Порядок установился разбойничий: по улицам ночами не шастай — нападут, сдачи не давай, снимай сразу, что прикажут снять, — и не забудь поблагодарить, что отпустили, не покалечив. Точно такие же порядки бытовали в наших лагерях, но с существенным изменением: там мы носили с собой ножи, готовы были клыками и кровью оборонять любое крохотное свое достояние, жизнь все равно не имела большой цены. Горожане, захлестнутые черной волной, ножей не таскали. Жизнь была в цене — не стоило рисковать ею ради защиты кошелька либо пальто.
Существовала, правда, милиция, которая, всем ведомо, нас бережет. Но она хоть как-то оберегала лишь в центрах больших городов. В других же местах сама становилась жертвой: оружия после войны хватало, но и лишний пистолет, отнятый у неосторожного милиционера, всегда был желанной добычей. Приходилось не столько оберегать, сколько оберегаться.

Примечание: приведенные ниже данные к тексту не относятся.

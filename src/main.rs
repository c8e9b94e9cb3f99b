//! archnews server binary: NNTP listener, fetch/ingest processor, and the
//! admin-tool CLI surface (§6 collaborator RPCs exposed as subcommands for
//! operators without a separate admin service).

use std::path::PathBuf;
use std::process::ExitCode;
use std::sync::Arc;

use clap::{Parser, Subcommand};
use tokio_util::sync::CancellationToken;
use tracing::{error, info};
use tracing_subscriber::EnvFilter;

use archnews::active;
use archnews::config::{AppConfig, DEFAULT_CONFIG_PATH, DEFAULT_FETCH_SLEEP_SECS, DEFAULT_LOG_FILTER, UPDATE_SENTINEL_POLL_SECS};
use archnews::error::EngineError;
use archnews::fetch::pool::ProviderPool;
use archnews::fetch::processor::FetchProcessor;
use archnews::fetch::progress::ProgressStore;
use archnews::history::HistoryStore;
use archnews::nntp::auth::AuthGuard;
use archnews::nntp::engine::Engine;
use archnews::nntp::listener;
use archnews::storage::catalog::Catalog;
use archnews::storage::pool::ShardPool;

#[derive(Parser)]
#[command(name = "archnewsd", about = "Usenet (NNTP) archive engine")]
struct Cli {
    #[arg(long, default_value = DEFAULT_CONFIG_PATH)]
    config: String,

    #[arg(long, value_enum, default_value = "json")]
    log_format: LogFormat,

    #[command(subcommand)]
    command: Command,
}

#[derive(Clone, Copy, clap::ValueEnum)]
enum LogFormat {
    Pretty,
    Json,
}

#[derive(Subcommand)]
enum Command {
    /// Run the NNTP server and fetch/ingest processor until shutdown.
    Serve,
    /// Load an active file (§6), creating any newsgroup not already known.
    ImportActive {
        path: PathBuf,
    },
    /// Recompute the thread tree for one newsgroup from its overview rows.
    RebuildThreads {
        group: String,
    },
    /// Walk every group shard and report orphaned thread rows.
    Check,
    /// Re-parse stored `Date:` headers for one group and rewrite `date_sent`
    /// where the re-parsed value disagrees by more than the repair threshold.
    RepairDates {
        group: String,
    },
}

fn init_logging(format: LogFormat) {
    let filter = EnvFilter::try_from_default_env().unwrap_or_else(|_| EnvFilter::new(DEFAULT_LOG_FILTER));
    let subscriber = tracing_subscriber::fmt().with_env_filter(filter);
    match format {
        LogFormat::Json => subscriber.json().init(),
        LogFormat::Pretty => subscriber.init(),
    }
}

#[tokio::main]
async fn main() -> ExitCode {
    let cli = Cli::parse();
    init_logging(cli.log_format);

    match run(cli).await {
        Ok(()) => ExitCode::SUCCESS,
        Err(e) => {
            error!(error = %e, "fatal: {e}");
            ExitCode::FAILURE
        }
    }
}

async fn run(cli: Cli) -> Result<(), EngineError> {
    let config = Arc::new(AppConfig::load(&cli.config)?);

    let catalog = Arc::new(Catalog::open(std::path::Path::new(&config.engine.data_dir))?);
    catalog.lock_short_hash_width(config.history.short_hash_width)?;

    match cli.command {
        Command::ImportActive { path } => {
            let report = active::import_file(&catalog, &path)?;
            info!(
                lines_read = report.lines_read,
                groups_created = report.groups_created,
                groups_skipped = report.groups_skipped,
                "active file import complete"
            );
            Ok(())
        }

        Command::RebuildThreads { group } => {
            let shards = ShardPool::new(
                std::path::Path::new(&config.engine.data_dir).join("shards"),
                config.storage.shard_pool_soft_cap,
                config.storage.shard_pool_hard_cap,
            );
            let handle = shards.get_shard(&group).await?;
            let count = archnews::overview::thread::rebuild(&handle.shard, 1000)?;
            info!(%group, threaded = count, "thread rebuild complete");
            Ok(())
        }

        Command::Check => {
            let shards = ShardPool::new(
                std::path::Path::new(&config.engine.data_dir).join("shards"),
                config.storage.shard_pool_soft_cap,
                config.storage.shard_pool_hard_cap,
            );
            let groups = catalog.list_active_groups()?;
            let mut total_orphans = 0usize;
            for group in &groups {
                let handle = shards.get_shard(&group.name).await?;
                let orphans = handle.shard.find_orphaned_children()?;
                if !orphans.is_empty() {
                    error!(group = %group.name, count = orphans.len(), "orphaned thread rows found");
                    total_orphans += orphans.len();
                }
            }
            info!(groups_checked = groups.len(), orphans_found = total_orphans, "consistency check complete");
            Ok(())
        }

        Command::RepairDates { group } => {
            let shards = ShardPool::new(
                std::path::Path::new(&config.engine.data_dir).join("shards"),
                config.storage.shard_pool_soft_cap,
                config.storage.shard_pool_hard_cap,
            );
            let handle = shards.get_shard(&group).await?;
            let repaired = archnews::storage::date::repair_shard_dates(
                &handle.shard,
                archnews::config::DATE_REPAIR_AUTHORITY_THRESHOLD_SECS,
            )?;
            info!(%group, repaired, "date repair complete");
            Ok(())
        }

        Command::Serve => serve(config, catalog).await,
    }
}

async fn serve(config: Arc<AppConfig>, catalog: Arc<Catalog>) -> Result<(), EngineError> {
    config.engine.require_hostname()?;

    let data_dir = std::path::Path::new(&config.engine.data_dir);
    let shards = ShardPool::new(data_dir.join("shards"), config.storage.shard_pool_soft_cap, config.storage.shard_pool_hard_cap);
    let history = HistoryStore::open(&data_dir.join("history"), config.history.short_hash_width).await?;
    let progress = Arc::new(ProgressStore::open(&data_dir.join("progress"))?);

    let engine = Engine::new(Arc::clone(&config), Arc::clone(&catalog), Arc::clone(&shards), Arc::clone(&history));
    let auth = Arc::new(AuthGuard::new(Arc::clone(&catalog)));

    let shutdown = CancellationToken::new();
    listener::install_signal_handlers(shutdown.clone());
    spawn_update_sentinel_watcher(data_dir.to_path_buf(), shutdown.clone());

    let providers: Vec<Arc<ProviderPool>> = config.provider.iter().cloned().map(ProviderPool::new).collect();
    let fetch_task = if providers.is_empty() {
        None
    } else {
        let processor = FetchProcessor::new(Arc::clone(&engine), Arc::clone(&catalog), Arc::clone(&progress), providers);
        let shutdown = shutdown.clone();
        Some(tokio::spawn(async move {
            processor.run_forever(std::time::Duration::from_secs(DEFAULT_FETCH_SLEEP_SECS), shutdown).await;
        }))
    };

    let listen_result = listener::serve(Arc::clone(&config), Arc::clone(&engine), auth, shutdown.clone()).await;

    if let Some(task) = fetch_task {
        let _ = task.await;
    }
    history.close().await;

    listen_result.map_err(|e| EngineError::Invariant(format!("nntp listener failed: {e}")))
}

/// Poll for an `.update` sentinel file every `UPDATE_SENTINEL_POLL_SECS`;
/// when present, rename it to `.update.todo` and trigger shutdown (§6, used
/// by external updaters that want the process to restart cleanly).
fn spawn_update_sentinel_watcher(data_dir: PathBuf, shutdown: CancellationToken) {
    tokio::spawn(async move {
        let sentinel = data_dir.join(".update");
        let todo = data_dir.join(".update.todo");
        loop {
            tokio::select! {
                _ = shutdown.cancelled() => break,
                _ = tokio::time::sleep(std::time::Duration::from_secs(UPDATE_SENTINEL_POLL_SECS)) => {}
            }
            if sentinel.exists() {
                if let Err(e) = std::fs::rename(&sentinel, &todo) {
                    error!(error = %e, "failed to rename .update sentinel");
                    continue;
                }
                info!("update sentinel observed, shutting down");
                shutdown.cancel();
                break;
            }
        }
    });
}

Правительство быстро спохватилось и поняло, что великодушная амнистия ликования в народе не вызвала. Надо было срочно исправлять трагическую ошибку. Преступность из частного промысла профессионалов-одиночек давно превратилась в массовое социальное явление. Она стала важной новостью мировой истории. Корни ее питались огромными социальными переменами в нашем обществе. Сперва революция и гражданская война создала массу социально отверженных: остатков разбитых классов, беспризорников, репрессированных. Затем ликвидация кулачества, охватившая миллионы семей, безгранично расширила массу тех, кому государство закрыло дороги к благополучию: клеймо «сын кулака» было из несмываемых. Наконец, и война, и послевоенная скудость, и непрерывно повторяемые репрессии подпитывали естественно вымываемый смертями и старостью класс преступников. Я с полной ответственностью за страшную формулу утверждаю: в советском обществе постепенно народился особый социальный класс — класс преступников.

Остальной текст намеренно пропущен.